Create New Pathways from High School to the Workforce. Congress must work to create a more seamless transition between education and careers. Too often, high school, college, and the workforce are treated as distinct, disconnected chapters in a student’s life, when they should be viewed as a continuous and seamless journey

In recent years, there has been bipartisan support for strengthening these connections, and Congress should now work to build on this foundation. Congress can create incentives and new financing and accountability models that encourage states to increase equitable access to more of these early college and career exposure opportunities. 

Rethink How We Pay for Education and Training. While there’s certainly plenty of disagreement over President Biden’s plans around forgiving student debt, there’s little debate among policymakers that the way we finance postsecondary education is broken. Our current student loan system sets students up for failure and leaves far too many learners deep in debt and with little to show for it. 

New innovative finance options, such as income share agreements, are emerging that can align the financial incentives of schools with their students’ success, ensuring that students only pay for an education that pays off for them. These new finance options feature their own unique risks, however, and there’s confusion over how to apply existing federal consumer lending laws. Bipartisan legislation should establish clear and thoughtful regulations that foster innovation while ensuring students are protected. 

Expand Pell Grants to Cover Short-Term Credentials. Pell Grants have been the cornerstone of our federal financial aid system for 60 years. Unfortunately, the rules governing this critical program have not kept pace with our ever-evolving labor market, nor the rapidly expanding array of short-term learning programs now being built to provide a quicker pathway to higher wages and stable careers. Currently, Pell grants are limited to only more traditional forms of postsecondary education, such as two- and four-year degree programs. 

Policymakers can also expand the federal Pell Grant program to include the sort of short-term credentials that employers increasingly value—a measure already proposed in the bipartisan Jumpstart our Businesses by Supporting Students (JOBS) Act.

Upgrade the Nation’s Workforce Development System. Congress should work to reimagine the nation’s workforce development system.

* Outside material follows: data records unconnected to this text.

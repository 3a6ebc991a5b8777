//! WebSocket framing for `Ws`/`Wss` listeners (spec section 4.8): MQTT is
//! carried in WebSocket binary frames. Grounded on hebo's `Stream::Ws`/
//! `Stream::Wss` (`hebo/src/stream.rs`), which reads frames with
//! `WebSocketStream::next`/`into_data` and writes them with
//! `WebSocketStream::send(Message::binary(..))`. Unlike hebo, which bakes
//! the transport into every call site via a `Stream` enum, this broker
//! keeps `ClientSession` transport-agnostic: a background task pumps bytes
//! between the WebSocket and one half of a `tokio::io::duplex`, handing
//! `ClientSession` the other half as a plain byte stream.

use futures_util::{SinkExt, StreamExt};
use tokio::io::{AsyncRead, AsyncReadExt, AsyncWrite, AsyncWriteExt, DuplexStream};
use tokio::net::TcpStream;
use tokio_tungstenite::tungstenite::Message as WsMessage;
use tokio_tungstenite::{accept_async, WebSocketStream};

use crate::error::{Error, ErrorKind};

const DUPLEX_BUFFER: usize = 64 * 1024;

/// # Errors
/// Returns an error if the WebSocket opening handshake fails.
pub async fn accept_plain(socket: TcpStream) -> Result<DuplexStream, Error> {
    let ws = accept_async(socket)
        .await
        .map_err(|err| Error::new(ErrorKind::Protocol, err.to_string()))?;
    Ok(spawn_pump(ws))
}

/// # Errors
/// Returns an error if the WebSocket opening handshake fails.
pub async fn accept_tls<S>(stream: S) -> Result<DuplexStream, Error>
where
    S: AsyncRead + AsyncWrite + Unpin + Send + 'static,
{
    let ws = accept_async(stream)
        .await
        .map_err(|err| Error::new(ErrorKind::Protocol, err.to_string()))?;
    Ok(spawn_pump(ws))
}

fn spawn_pump<S>(ws: WebSocketStream<S>) -> DuplexStream
where
    S: AsyncRead + AsyncWrite + Unpin + Send + 'static,
{
    let (session_side, pump_side) = tokio::io::duplex(DUPLEX_BUFFER);
    tokio::spawn(pump(ws, pump_side));
    session_side
}

async fn pump<S>(mut ws: WebSocketStream<S>, mut byte_side: DuplexStream)
where
    S: AsyncRead + AsyncWrite + Unpin + Send,
{
    let mut out_buf = [0u8; 8192];
    loop {
        tokio::select! {
            frame = ws.next() => {
                match frame {
                    Some(Ok(WsMessage::Binary(data))) => {
                        if byte_side.write_all(&data).await.is_err() {
                            break;
                        }
                    }
                    Some(Ok(WsMessage::Close(_))) | None | Some(Err(_)) => break,
                    Some(Ok(_)) => {} // text/ping/pong: tungstenite answers pings itself
                }
            }
            n = byte_side.read(&mut out_buf) => {
                match n {
                    Ok(0) | Err(_) => {
                        let _ = ws.send(WsMessage::Close(None)).await;
                        break;
                    }
                    Ok(n) => {
                        if ws.send(WsMessage::Binary(out_buf[..n].to_vec().into())).await.is_err() {
                            break;
                        }
                    }
                }
            }
        }
    }
}
// Top-level packet enum tying every control packet together, grounded on
// hebo's codec::Packet enum used at the listener/session boundary.

use crate::base::{DecodePacket, EncodePacket};
use crate::byte_array::ByteArray;
use crate::connect::ConnectPacket;
use crate::connect_ack::ConnectAckPacket;
use crate::disconnect::DisconnectPacket;
use crate::error::{DecodeError, EncodeError};
use crate::header::{FixedHeader, PacketType};
use crate::ping::{PingRequestPacket, PingResponsePacket};
use crate::publish::PublishPacket;
use crate::publish_ack::PublishAckPacket;
use crate::publish_complete::PublishCompletePacket;
use crate::publish_received::PublishReceivedPacket;
use crate::publish_release::PublishReleasePacket;
use crate::subscribe::SubscribePacket;
use crate::subscribe_ack::SubscribeAckPacket;
use crate::unsubscribe::UnsubscribePacket;
use crate::unsubscribe_ack::UnsubscribeAckPacket;

#[derive(Clone, Debug, PartialEq)]
pub enum Packet {
    Connect(ConnectPacket),
    ConnectAck(ConnectAckPacket),
    Publish(PublishPacket),
    PublishAck(PublishAckPacket),
    PublishReceived(PublishReceivedPacket),
    PublishRelease(PublishReleasePacket),
    PublishComplete(PublishCompletePacket),
    Subscribe(SubscribePacket),
    SubscribeAck(SubscribeAckPacket),
    Unsubscribe(UnsubscribePacket),
    UnsubscribeAck(UnsubscribeAckPacket),
    PingRequest(PingRequestPacket),
    PingResponse(PingResponsePacket),
    Disconnect(DisconnectPacket),
}

impl Packet {
    /// Peek the fixed header without consuming the packet body, so callers
    /// can decide whether the full frame has arrived yet.
    ///
    /// # Errors
    /// Returns an error if the buffer does not hold a well-formed fixed header.
    pub fn peek_total_len(buf: &[u8]) -> Result<Option<usize>, DecodeError> {
        let mut ba = ByteArray::new(buf);
        match FixedHeader::decode(&mut ba) {
            Ok(header) => Ok(Some(header.bytes() + header.remaining_length())),
            Err(DecodeError::InvalidRemainingLength) => Ok(None),
            Err(err) => Err(err),
        }
    }

    /// # Errors
    /// Returns an error if `buf` does not contain a well-formed packet of a
    /// recognized type.
    pub fn decode(buf: &[u8]) -> Result<Self, DecodeError> {
        let mut probe = ByteArray::new(buf);
        let fixed_header = FixedHeader::decode(&mut probe)?;
        let mut ba = ByteArray::new(buf);

        Ok(match fixed_header.packet_type() {
            PacketType::Connect => Self::Connect(ConnectPacket::decode(&mut ba)?),
            PacketType::ConnectAck => Self::ConnectAck(ConnectAckPacket::decode(&mut ba)?),
            PacketType::Publish { .. } => Self::Publish(PublishPacket::decode(&mut ba)?),
            PacketType::PublishAck => Self::PublishAck(PublishAckPacket::decode(&mut ba)?),
            PacketType::PublishReceived => {
                Self::PublishReceived(PublishReceivedPacket::decode(&mut ba)?)
            }
            PacketType::PublishRelease => {
                Self::PublishRelease(PublishReleasePacket::decode(&mut ba)?)
            }
            PacketType::PublishComplete => {
                Self::PublishComplete(PublishCompletePacket::decode(&mut ba)?)
            }
            PacketType::Subscribe => Self::Subscribe(SubscribePacket::decode(&mut ba)?),
            PacketType::SubscribeAck => Self::SubscribeAck(SubscribeAckPacket::decode(&mut ba)?),
            PacketType::Unsubscribe => Self::Unsubscribe(UnsubscribePacket::decode(&mut ba)?),
            PacketType::UnsubscribeAck => {
                Self::UnsubscribeAck(UnsubscribeAckPacket::decode(&mut ba)?)
            }
            PacketType::PingRequest => Self::PingRequest(PingRequestPacket::decode(&mut ba)?),
            PacketType::PingResponse => Self::PingResponse(PingResponsePacket::decode(&mut ba)?),
            PacketType::Disconnect => Self::Disconnect(DisconnectPacket::decode(&mut ba)?),
        })
    }

    /// # Errors
    /// Returns an error if the contained packet's fields cannot be encoded.
    pub fn encode(&self, buf: &mut Vec<u8>) -> Result<usize, EncodeError> {
        match self {
            Self::Connect(p) => p.encode(buf),
            Self::ConnectAck(p) => p.encode(buf),
            Self::Publish(p) => p.encode(buf),
            Self::PublishAck(p) => p.encode(buf),
            Self::PublishReceived(p) => p.encode(buf),
            Self::PublishRelease(p) => p.encode(buf),
            Self::PublishComplete(p) => p.encode(buf),
            Self::Subscribe(p) => p.encode(buf),
            Self::SubscribeAck(p) => p.encode(buf),
            Self::Unsubscribe(p) => p.encode(buf),
            Self::UnsubscribeAck(p) => p.encode(buf),
            Self::PingRequest(p) => p.encode(buf),
            Self::PingResponse(p) => p.encode(buf),
            Self::Disconnect(p) => p.encode(buf),
        }
    }
}

#[cfg(test)]
mod tests {
    use super::*;
    use crate::base::QoS;

    #[test]
    fn decodes_the_right_variant() {
        let publish = PublishPacket::new("a/b", QoS::AtMostOnce, b"x".to_vec()).unwrap();
        let mut buf = Vec::new();
        publish.encode(&mut buf).unwrap();

        let total = Packet::peek_total_len(&buf).unwrap().unwrap();
        assert_eq!(total, buf.len());

        match Packet::decode(&buf).unwrap() {
            Packet::Publish(p) => assert_eq!(p.topic(), "a/b"),
            other => panic!("unexpected variant: {other:?}"),
        }
    }

    #[test]
    fn peek_reports_none_on_partial_buffer() {
        assert_eq!(Packet::peek_total_len(&[0x10]).unwrap(), None);
    }
}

That includes transforming how we deliver education and training, developing a robust career navigation system, and expanding sector-focused career pathways. Any strategies to achieve these goals should be designed to serve both the needs of employers and the needs of a diverse workforce, including the many young people and adults who are neither working nor enrolled in education or training programs. At the same time, Congress should significantly increase investments in skills development programs.

Unlock Opportunity for People With Criminal Records. Even as an ongoing labor shortage has left employers struggling to fill millions of job vacancies, the policies and customs governing the workplace continue to largely disqualify nearly one-third of the country’s adults. That’s the share of adults with a past conviction or a criminal record.

Congress should work toward bipartisan agreement on policies that expand the skilled labor pool and give justice-impacted individuals a fair chance in the job market. It can start by making the bipartisan Reentry Employment Opportunities (REO) program a permanent and ongoing initiative and significantly increasing its funding so more youth and adults can reenter their communities and find workplace success following incarceration. 

Even at a time of historic partisanship, many lawmakers on both sides of the aisle agree that the long-term economic competitiveness of the United States depends on the strength of our education and workforce systems. So, call your senators. Write your representatives. And remind them of the opportunities within their reach to create pathways to economic opportunity for millions of Americans.

Karishma Merchant is associate vice president of policy and advocacy for Jobs for the Future.